What is required: Retype the records exactly.

Supplied material:
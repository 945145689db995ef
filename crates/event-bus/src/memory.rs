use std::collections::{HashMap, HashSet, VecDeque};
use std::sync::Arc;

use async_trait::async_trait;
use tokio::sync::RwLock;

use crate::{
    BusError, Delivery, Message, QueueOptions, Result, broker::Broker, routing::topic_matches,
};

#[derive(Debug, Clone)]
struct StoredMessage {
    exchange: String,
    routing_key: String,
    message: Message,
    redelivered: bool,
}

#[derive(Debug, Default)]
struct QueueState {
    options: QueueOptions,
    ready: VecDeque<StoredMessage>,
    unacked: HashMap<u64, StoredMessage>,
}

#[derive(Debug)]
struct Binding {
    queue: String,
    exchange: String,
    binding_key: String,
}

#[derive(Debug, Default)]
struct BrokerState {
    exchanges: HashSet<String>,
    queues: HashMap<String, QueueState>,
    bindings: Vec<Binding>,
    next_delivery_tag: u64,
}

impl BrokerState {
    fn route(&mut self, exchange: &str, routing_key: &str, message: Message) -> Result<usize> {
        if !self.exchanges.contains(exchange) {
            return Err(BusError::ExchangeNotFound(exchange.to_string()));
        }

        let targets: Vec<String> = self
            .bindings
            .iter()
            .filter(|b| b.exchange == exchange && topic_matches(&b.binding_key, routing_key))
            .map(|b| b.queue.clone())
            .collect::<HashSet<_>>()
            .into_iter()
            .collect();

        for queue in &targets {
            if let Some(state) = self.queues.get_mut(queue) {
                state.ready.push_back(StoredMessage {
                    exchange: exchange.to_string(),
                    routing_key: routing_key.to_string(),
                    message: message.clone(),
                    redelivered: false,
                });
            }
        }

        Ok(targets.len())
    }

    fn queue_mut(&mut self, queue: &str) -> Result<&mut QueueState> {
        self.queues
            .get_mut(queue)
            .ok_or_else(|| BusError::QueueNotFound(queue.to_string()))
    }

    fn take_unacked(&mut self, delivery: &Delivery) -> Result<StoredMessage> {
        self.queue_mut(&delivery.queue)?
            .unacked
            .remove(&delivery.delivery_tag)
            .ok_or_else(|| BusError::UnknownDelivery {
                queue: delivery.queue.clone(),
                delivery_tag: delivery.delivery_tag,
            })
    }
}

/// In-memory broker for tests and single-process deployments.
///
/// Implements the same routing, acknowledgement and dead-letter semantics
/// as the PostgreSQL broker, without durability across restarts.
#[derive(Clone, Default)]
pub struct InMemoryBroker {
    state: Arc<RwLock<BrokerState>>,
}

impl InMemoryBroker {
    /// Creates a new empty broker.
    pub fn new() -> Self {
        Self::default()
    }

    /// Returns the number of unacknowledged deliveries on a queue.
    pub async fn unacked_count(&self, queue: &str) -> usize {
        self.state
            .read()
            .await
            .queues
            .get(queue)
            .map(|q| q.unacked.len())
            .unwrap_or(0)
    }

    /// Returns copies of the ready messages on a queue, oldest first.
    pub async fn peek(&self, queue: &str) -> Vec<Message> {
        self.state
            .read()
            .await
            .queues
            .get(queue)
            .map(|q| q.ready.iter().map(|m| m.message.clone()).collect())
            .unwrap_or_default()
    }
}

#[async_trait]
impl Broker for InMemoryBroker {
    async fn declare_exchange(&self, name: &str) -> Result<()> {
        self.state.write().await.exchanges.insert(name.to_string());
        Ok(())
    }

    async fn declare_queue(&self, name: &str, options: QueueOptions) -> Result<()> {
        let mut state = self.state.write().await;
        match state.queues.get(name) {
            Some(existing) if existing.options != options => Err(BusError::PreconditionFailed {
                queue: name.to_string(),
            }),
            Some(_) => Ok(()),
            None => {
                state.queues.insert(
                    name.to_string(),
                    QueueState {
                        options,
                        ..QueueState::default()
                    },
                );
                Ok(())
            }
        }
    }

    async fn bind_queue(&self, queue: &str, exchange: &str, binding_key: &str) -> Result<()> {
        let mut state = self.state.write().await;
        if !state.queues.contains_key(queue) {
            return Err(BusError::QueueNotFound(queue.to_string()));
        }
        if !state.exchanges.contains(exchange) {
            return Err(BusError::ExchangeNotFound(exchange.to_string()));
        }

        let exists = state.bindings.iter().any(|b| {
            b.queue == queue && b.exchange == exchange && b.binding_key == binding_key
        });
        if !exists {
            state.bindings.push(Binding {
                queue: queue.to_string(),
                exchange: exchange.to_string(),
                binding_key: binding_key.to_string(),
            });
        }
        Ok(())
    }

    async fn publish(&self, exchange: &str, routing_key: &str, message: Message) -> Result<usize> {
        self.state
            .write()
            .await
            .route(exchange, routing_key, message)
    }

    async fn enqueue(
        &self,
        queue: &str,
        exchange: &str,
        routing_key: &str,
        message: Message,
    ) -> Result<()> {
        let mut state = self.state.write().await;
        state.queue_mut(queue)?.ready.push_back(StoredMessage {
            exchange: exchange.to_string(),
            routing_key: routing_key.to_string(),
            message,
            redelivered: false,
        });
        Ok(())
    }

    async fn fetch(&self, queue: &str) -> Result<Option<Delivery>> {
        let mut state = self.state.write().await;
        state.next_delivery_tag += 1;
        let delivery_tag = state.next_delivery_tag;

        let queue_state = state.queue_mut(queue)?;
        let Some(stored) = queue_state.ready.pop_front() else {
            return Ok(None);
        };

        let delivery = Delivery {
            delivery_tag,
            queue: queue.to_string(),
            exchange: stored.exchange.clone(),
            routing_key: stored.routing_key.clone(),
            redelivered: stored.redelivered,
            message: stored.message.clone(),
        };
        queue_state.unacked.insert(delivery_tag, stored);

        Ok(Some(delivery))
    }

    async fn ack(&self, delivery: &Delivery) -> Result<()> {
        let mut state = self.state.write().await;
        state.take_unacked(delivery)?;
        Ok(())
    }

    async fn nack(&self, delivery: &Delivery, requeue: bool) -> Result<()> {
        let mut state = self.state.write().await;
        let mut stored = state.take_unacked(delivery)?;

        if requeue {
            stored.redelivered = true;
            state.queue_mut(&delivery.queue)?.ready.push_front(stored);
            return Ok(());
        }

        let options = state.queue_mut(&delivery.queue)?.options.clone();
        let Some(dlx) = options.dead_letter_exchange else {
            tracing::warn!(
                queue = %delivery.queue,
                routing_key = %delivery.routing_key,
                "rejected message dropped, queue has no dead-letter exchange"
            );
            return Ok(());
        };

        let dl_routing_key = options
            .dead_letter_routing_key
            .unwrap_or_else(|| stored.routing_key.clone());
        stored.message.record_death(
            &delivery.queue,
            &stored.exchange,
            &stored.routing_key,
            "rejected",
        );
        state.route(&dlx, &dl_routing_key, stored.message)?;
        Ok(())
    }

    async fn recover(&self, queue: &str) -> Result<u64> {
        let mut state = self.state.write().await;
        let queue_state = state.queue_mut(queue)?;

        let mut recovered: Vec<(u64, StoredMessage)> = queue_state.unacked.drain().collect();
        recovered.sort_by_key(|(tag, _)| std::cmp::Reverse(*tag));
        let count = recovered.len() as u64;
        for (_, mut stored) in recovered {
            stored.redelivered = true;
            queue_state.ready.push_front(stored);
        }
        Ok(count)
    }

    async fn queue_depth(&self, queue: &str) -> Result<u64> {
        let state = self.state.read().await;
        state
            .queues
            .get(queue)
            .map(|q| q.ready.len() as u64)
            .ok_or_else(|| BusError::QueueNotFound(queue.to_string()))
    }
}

Solution below:
repository 945145689db995ef
filename crates/event-bus/src/memory.rs
use std::collections::{HashMap, HashSet, VecDeque};
use std::sync::Arc;

use async_trait::async_trait;
use tokio::sync::RwLock;

use crate::{
    BusError, Delivery, Message, QueueOptions, Result, broker::Broker, routing::topic_matches,
};

#[derive(Debug, Clone)]
struct StoredMessage {
    exchange: String,
    routing_key: String,
    message: Message,
    redelivered: bool,
}

#[derive(Debug, Default)]
struct QueueState {
    options: QueueOptions,
    ready: VecDeque<StoredMessage>,
    unacked: HashMap<u64, StoredMessage>,
}

#[derive(Debug)]
struct Binding {
    queue: String,
    exchange: String,
    binding_key: String,
}

#[derive(Debug, Default)]
struct BrokerState {
    exchanges: HashSet<String>,
    queues: HashMap<String, QueueState>,
    bindings: Vec<Binding>,
    next_delivery_tag: u64,
}

impl BrokerState {
    fn route(&mut self, exchange: &str, routing_key: &str, message: Message) -> Result<usize> {
        if !self.exchanges.contains(exchange) {
            return Err(BusError::ExchangeNotFound(exchange.to_string()));
        }

        let targets: Vec<String> = self
            .bindings
            .iter()
            .filter(|b| b.exchange == exchange && topic_matches(&b.binding_key, routing_key))
            .map(|b| b.queue.clone())
            .collect::<HashSet<_>>()
            .into_iter()
            .collect();

        for queue in &targets {
            if let Some(state) = self.queues.get_mut(queue) {
                state.ready.push_back(StoredMessage {
                    exchange: exchange.to_string(),
                    routing_key: routing_key.to_string(),
                    message: message.clone(),
                    redelivered: false,
                });
            }
        }

        Ok(targets.len())
    }

    fn queue_mut(&mut self, queue: &str) -> Result<&mut QueueState> {
        self.queues
            .get_mut(queue)
            .ok_or_else(|| BusError::QueueNotFound(queue.to_string()))
    }

    fn take_unacked(&mut self, delivery: &Delivery) -> Result<StoredMessage> {
        self.queue_mut(&delivery.queue)?
            .unacked
            .remove(&delivery.delivery_tag)
            .ok_or_else(|| BusError::UnknownDelivery {
                queue: delivery.queue.clone(),
                delivery_tag: delivery.delivery_tag,
            })
    }
}

/// In-memory broker for tests and single-process deployments.
///
/// Implements the same routing, acknowledgement and dead-letter semantics
/// as the PostgreSQL broker, without durability across restarts.
#[derive(Clone, Default)]
pub struct InMemoryBroker {
    state: Arc<RwLock<BrokerState>>,
}

impl InMemoryBroker {
    /// Creates a new empty broker.
    pub fn new() -> Self {
        Self::default()
    }

    /// Returns the number of unacknowledged deliveries on a queue.
    pub async fn unacked_count(&self, queue: &str) -> usize {
        self.state
            .read()
            .await
            .queues
            .get(queue)
            .map(|q| q.unacked.len())
            .unwrap_or(0)
    }

    /// Returns copies of the ready messages on a queue, oldest first.
    pub async fn peek(&self, queue: &str) -> Vec<Message> {
        self.state
            .read()
            .await
            .queues
            .get(queue)
            .map(|q| q.ready.iter().map(|m| m.message.clone()).collect())
            .unwrap_or_default()
    }
}

#[async_trait]
impl Broker for InMemoryBroker {
    async fn declare_exchange(&self, name: &str) -> Result<()> {
        self.state.write().await.exchanges.insert(name.to_string());
        Ok(())
    }

    async fn declare_queue(&self, name: &str, options: QueueOptions) -> Result<()> {
        let mut state = self.state.write().await;
        match state.queues.get(name) {
            Some(existing) if existing.options != options => Err(BusError::PreconditionFailed {
                queue: name.to_string(),
            }),
            Some(_) => Ok(()),
            None => {
                state.queues.insert(
                    name.to_string(),
                    QueueState {
                        options,
                        ..QueueState::default()
                    },
                );
                Ok(())
            }
        }
    }

    async fn bind_queue(&self, queue: &str, exchange: &str, binding_key: &str) -> Result<()> {
        let mut state = self.state.write().await;
        if !state.queues.contains_key(queue) {
            return Err(BusError::QueueNotFound(queue.to_string()));
        }
        if !state.exchanges.contains(exchange) {
            return Err(BusError::ExchangeNotFound(exchange.to_string()));
        }

        let exists = state.bindings.iter().any(|b| {
            b.queue == queue && b.exchange == exchange && b.binding_key == binding_key
        });
        if !exists {
            state.bindings.push(Binding {
                queue: queue.to_string(),
                exchange: exchange.to_string(),
                binding_key: binding_key.to_string(),
            });
        }
        Ok(())
    }

    async fn publish(&self, exchange: &str, routing_key: &str, message: Message) -> Result<usize> {
        self.state
            .write()
            .await
            .route(exchange, routing_key, message)
    }

    async fn enqueue(
        &self,
        queue: &str,
        exchange: &str,
        routing_key: &str,
        message: Message,
    ) -> Result<()> {
        let mut state = self.state.write().await;
        state.queue_mut(queue)?.ready.push_back(StoredMessage {
            exchange: exchange.to_string(),
            routing_key: routing_key.to_string(),
            message,
            redelivered: false,
        });
        Ok(())
    }

    async fn fetch(&self, queue: &str) -> Result<Option<Delivery>> {
        let mut state = self.state.write().await;
        state.next_delivery_tag += 1;
        let delivery_tag = state.next_delivery_tag;

        let queue_state = state.queue_mut(queue)?;
        let Some(stored) = queue_state.ready.pop_front() else {
            return Ok(None);
        };

        let delivery = Delivery {
            delivery_tag,
            queue: queue.to_string(),
            exchange: stored.exchange.clone(),
            routing_key: stored.routing_key.clone(),
            redelivered: stored.redelivered,
            message: stored.message.clone(),
        };
        queue_state.unacked.insert(delivery_tag, stored);

        Ok(Some(delivery))
    }

    async fn ack(&self, delivery: &Delivery) -> Result<()> {
        let mut state = self.state.write().await;
        state.take_unacked(delivery)?;
        Ok(())
    }

    async fn nack(&self, delivery: &Delivery, requeue: bool) -> Result<()> {
        let mut state = self.state.write().await;
        let mut stored = state.take_unacked(delivery)?;

        if requeue {
            stored.redelivered = true;
            state.queue_mut(&delivery.queue)?.ready.push_front(stored);
            return Ok(());
        }

        let options = state.queue_mut(&delivery.queue)?.options.clone();
        let Some(dlx) = options.dead_letter_exchange else {
            tracing::warn!(
                queue = %delivery.queue,
                routing_key = %delivery.routing_key,
                "rejected message dropped, queue has no dead-letter exchange"
            );
            return Ok(());
        };

        let dl_routing_key = options
            .dead_letter_routing_key
            .unwrap_or_else(|| stored.routing_key.clone());
        stored.message.record_death(
            &delivery.queue,
            &stored.exchange,
            &stored.routing_key,
            "rejected",
        );
        state.route(&dlx, &dl_routing_key, stored.message)?;
        Ok(())
    }

    async fn recover(&self, queue: &str) -> Result<u64> {
        let mut state = self.state.write().await;
        let queue_state = state.queue_mut(queue)?;

        let mut recovered: Vec<(u64, StoredMessage)> = queue_state.unacked.drain().collect();
        recovered.sort_by_key(|(tag, _)| std::cmp::Reverse(*tag));
        let count = recovered.len() as u64;
        for (_, mut stored) in recovered {
            stored.redelivered = true;
            queue_state.ready.push_front(stored);
        }
        Ok(count)
    }

    async fn queue_depth(&self, queue: &str) -> Result<u64> {
        let state = self.state.read().await;
        state
            .queues
            .get(queue)
            .map(|q| q.ready.len() as u64)
            .ok_or_else(|| BusError::QueueNotFound(queue.to_string()))
    }
}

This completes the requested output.